De ce fait, il paraissait raisonnable de prévoir
que le recours aux armes serait désormais très exceptionnel, et
qu’il suffirait à l’Occident de faire valoir l’excellence de son
système économique et celle de son modèle de société pour préserver
sa suprématie. C’est plutôt l’inverse qui s’est produit. La
prédominance économique de l’Occident s’est érodée avec la montée
des géants asiatiques, et le recours aux armes s’est
banalisé.
S’agissant de la prééminence morale, elle aussi
s’érode, ce qui est pour le moins paradoxal, vu que le modèle
occidental n’a plus de concurrent, et que l’attrait du mode de vie
européen ou nord-américain est plus fort que jamais, non seulement
à Varsovie ou à Manille, mais également à Téhéran, à Moscou,
au Caire, à Shanghai, à Chennai, à La Havane, et partout
ailleurs ; cependant il existe, entre le « centre »
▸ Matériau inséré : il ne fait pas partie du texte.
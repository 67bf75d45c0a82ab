use std::cell::RefCell;

use comrak::Arena;
use comrak::arena_tree::Node;
use comrak::nodes::{Ast, AstNode, NodeHtmlBlock, NodeValue};
use url::Url;

const TWITTER_HOSTS: &[&str] = &[
    "twitter.com",
    "www.twitter.com",
    "mobile.twitter.com",
    "x.com",
    "www.x.com",
];
const CANONICAL_BASE: &str = "https://twitter.com/";
const FALLBACK_LABEL: &str = "X";

#[derive(Debug, Clone, PartialEq, Eq)]
pub struct TweetRef {
    pub normalized_url: String,
    pub user: Option<String>,
}

impl TweetRef {
    pub fn label(&self) -> String {
        match &self.user {
            Some(user) => format!("@{user}"),
            None => FALLBACK_LABEL.to_string(),
        }
    }
}

/// Canonicalizes a status URL onto `https://twitter.com/`.
///
/// Returns `None` for anything that is not a single status on a known host;
/// that is the "leave the paragraph alone" signal, not an error.
pub fn normalize_url(raw: &str) -> Option<String> {
    let trimmed = raw.trim();
    if trimmed.is_empty() {
        return None;
    }

    let lower = trimmed.to_ascii_lowercase();
    let with_scheme = if lower.starts_with("http://") || lower.starts_with("https://") {
        trimmed.to_string()
    } else {
        format!("https://{trimmed}")
    };

    let url = Url::parse(&with_scheme).ok()?;
    let host = url.host_str()?;
    if !TWITTER_HOSTS.contains(&host) {
        return None;
    }

    let segments = path_segments(&url);
    let path = match status_shape(&segments)? {
        (Some(user), id) => format!("{user}/status/{id}"),
        (None, id) => format!("i/web/status/{id}"),
    };

    let mut normalized = format!("{CANONICAL_BASE}{path}");
    if let Some(query) = url.query().filter(|query| !query.is_empty()) {
        normalized.push('?');
        normalized.push_str(query);
    }
    Some(normalized)
}

/// Splits a canonical URL back into its parts for labelling.
pub fn tweet_ref(normalized_url: &str) -> TweetRef {
    let user = Url::parse(normalized_url)
        .ok()
        .and_then(|url| {
            let segments = path_segments(&url);
            status_shape(&segments).and_then(|(user, _)| user.map(str::to_string))
        });

    TweetRef {
        normalized_url: normalized_url.to_string(),
        user,
    }
}

fn path_segments(url: &Url) -> Vec<&str> {
    url.path_segments()
        .map(|segments| segments.filter(|part| !part.is_empty()).collect())
        .unwrap_or_default()
}

/// `{user}/status/{id}` or `i/web/status/{id}`, trailing segments ignored.
fn status_shape<'s>(segments: &[&'s str]) -> Option<(Option<&'s str>, &'s str)> {
    match segments {
        [user, "status", id, ..] if is_numeric(id) => Some((Some(*user), *id)),
        ["i", "web", "status", id, ..] if is_numeric(id) => Some((None, *id)),
        _ => None,
    }
}

fn is_numeric(value: &str) -> bool {
    !value.is_empty() && value.bytes().all(|byte| byte.is_ascii_digit())
}

/// Escapes text for HTML and SVG, in element content or quoted attributes.
pub fn escape_html(value: &str) -> String {
    let mut escaped = String::with_capacity(value.len());
    for ch in value.chars() {
        match ch {
            '&' => escaped.push_str("&amp;"),
            '<' => escaped.push_str("&lt;"),
            '>' => escaped.push_str("&gt;"),
            '"' => escaped.push_str("&quot;"),
            '\'' => escaped.push_str("&#39;"),
            other => escaped.push(other),
        }
    }
    escaped
}

/// The card fragment. Every interpolated value is escaped here because the
/// fragment bypasses Markdown escaping.
pub fn embed_html(tweet: &TweetRef, cta: &str) -> String {
    format!(
        concat!(
            r#"<div class="twitter-card not-prose">"#,
            r#"<a class="twitter-card__link" href="{url}" rel="noopener noreferrer">"#,
            r#"<span class="twitter-card__label">Tweet</span>"#,
            r#"<span class="twitter-card__meta">{label}</span>"#,
            r#"<span class="twitter-card__cta">{cta}</span>"#,
            r#"</a></div>"#
        ),
        url = escape_html(&tweet.normalized_url),
        label = escape_html(&tweet.label()),
        cta = escape_html(cta),
    )
}

/// Replaces every qualifying paragraph under `root` with a raw HTML card and
/// returns how many were replaced.
///
/// Matches are collected in document order before any node is touched, so
/// the tree is never mutated while it is being walked.
pub fn embed_tweets<'a>(arena: &'a Arena<AstNode<'a>>, root: &'a AstNode<'a>, cta: &str) -> usize {
    let matches: Vec<(&'a AstNode<'a>, TweetRef)> = root
        .descendants()
        .filter_map(|node| paragraph_url(node).map(|url| (node, tweet_ref(&url))))
        .collect();

    for (paragraph, tweet) in &matches {
        let start = paragraph.data.borrow().sourcepos.start;
        let mut literal = embed_html(tweet, cta);
        literal.push('\n');
        let value = NodeValue::HtmlBlock(NodeHtmlBlock {
            block_type: 6,
            literal,
        });
        let card = arena.alloc(Node::new(RefCell::new(Ast::new(value, start))));
        paragraph.insert_before(card);
        paragraph.detach();
    }

    matches.len()
}

fn paragraph_url<'a>(node: &'a AstNode<'a>) -> Option<String> {
    if !matches!(node.data.borrow().value, NodeValue::Paragraph) {
        return None;
    }

    let child = node.first_child()?;
    if child.next_sibling().is_some() {
        return None;
    }

    let raw = match &child.data.borrow().value {
        NodeValue::Link(link) => link.url.to_string(),
        NodeValue::Text(literal) => {
            let text: &str = literal;
            text.to_string()
        }
        _ => return None,
    };

    normalize_url(&raw)
}
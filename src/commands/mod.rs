mod build;
mod clean;
mod config;
mod init;
mod serve;

use std::env;
use std::path::PathBuf;

use anyhow::{Context, Result};

use crate::cli::Command;
use penmark::config::find_project_root;

pub fn run(command: Command) -> Result<()> {
    match command {
        Command::Init(args) => init::run_init_command(args),
        Command::Build(args) => build::run_build_command(args),
        Command::Serve(args) => serve::run_serve_command(args),
        Command::Clean(args) => clean::run_clean_command(args),
        Command::Config(args) => config::run_config_command(args),
    }
}

/// `--root` when given, otherwise the nearest directory holding penmark.yaml.
fn resolve_project_root(root: Option<&str>) -> Result<PathBuf> {
    match root {
        Some(value) => Ok(expand_tilde(value)),
        None => {
            let cwd = env::current_dir().context("failed to resolve current directory")?;
            find_project_root(&cwd)
        }
    }
}

fn expand_tilde(value: &str) -> PathBuf {
    let home = env::var_os("HOME").map(PathBuf::from);
    match (value.strip_prefix('~'), home) {
        (Some(""), Some(home)) => home,
        (Some(rest), Some(home)) if rest.starts_with('/') => home.join(&rest[1..]),
        _ => PathBuf::from(value),
    }
}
et la « périphérie », un vrai problème de
confiance.
Un problème qui trouve ses racines dans la rela
tion malsaine qui s’est établie au cours des derniers siècles entre
les puissances occidentales et le reste du monde, et qui contribue
aujourd’hui à rendre les hommes incapables de gérer leur diversité,
incapables de formuler des valeurs communes, incapables d’envisager
ensemble l’avenir. Et incapables donc de faire face aux périls qui
montent.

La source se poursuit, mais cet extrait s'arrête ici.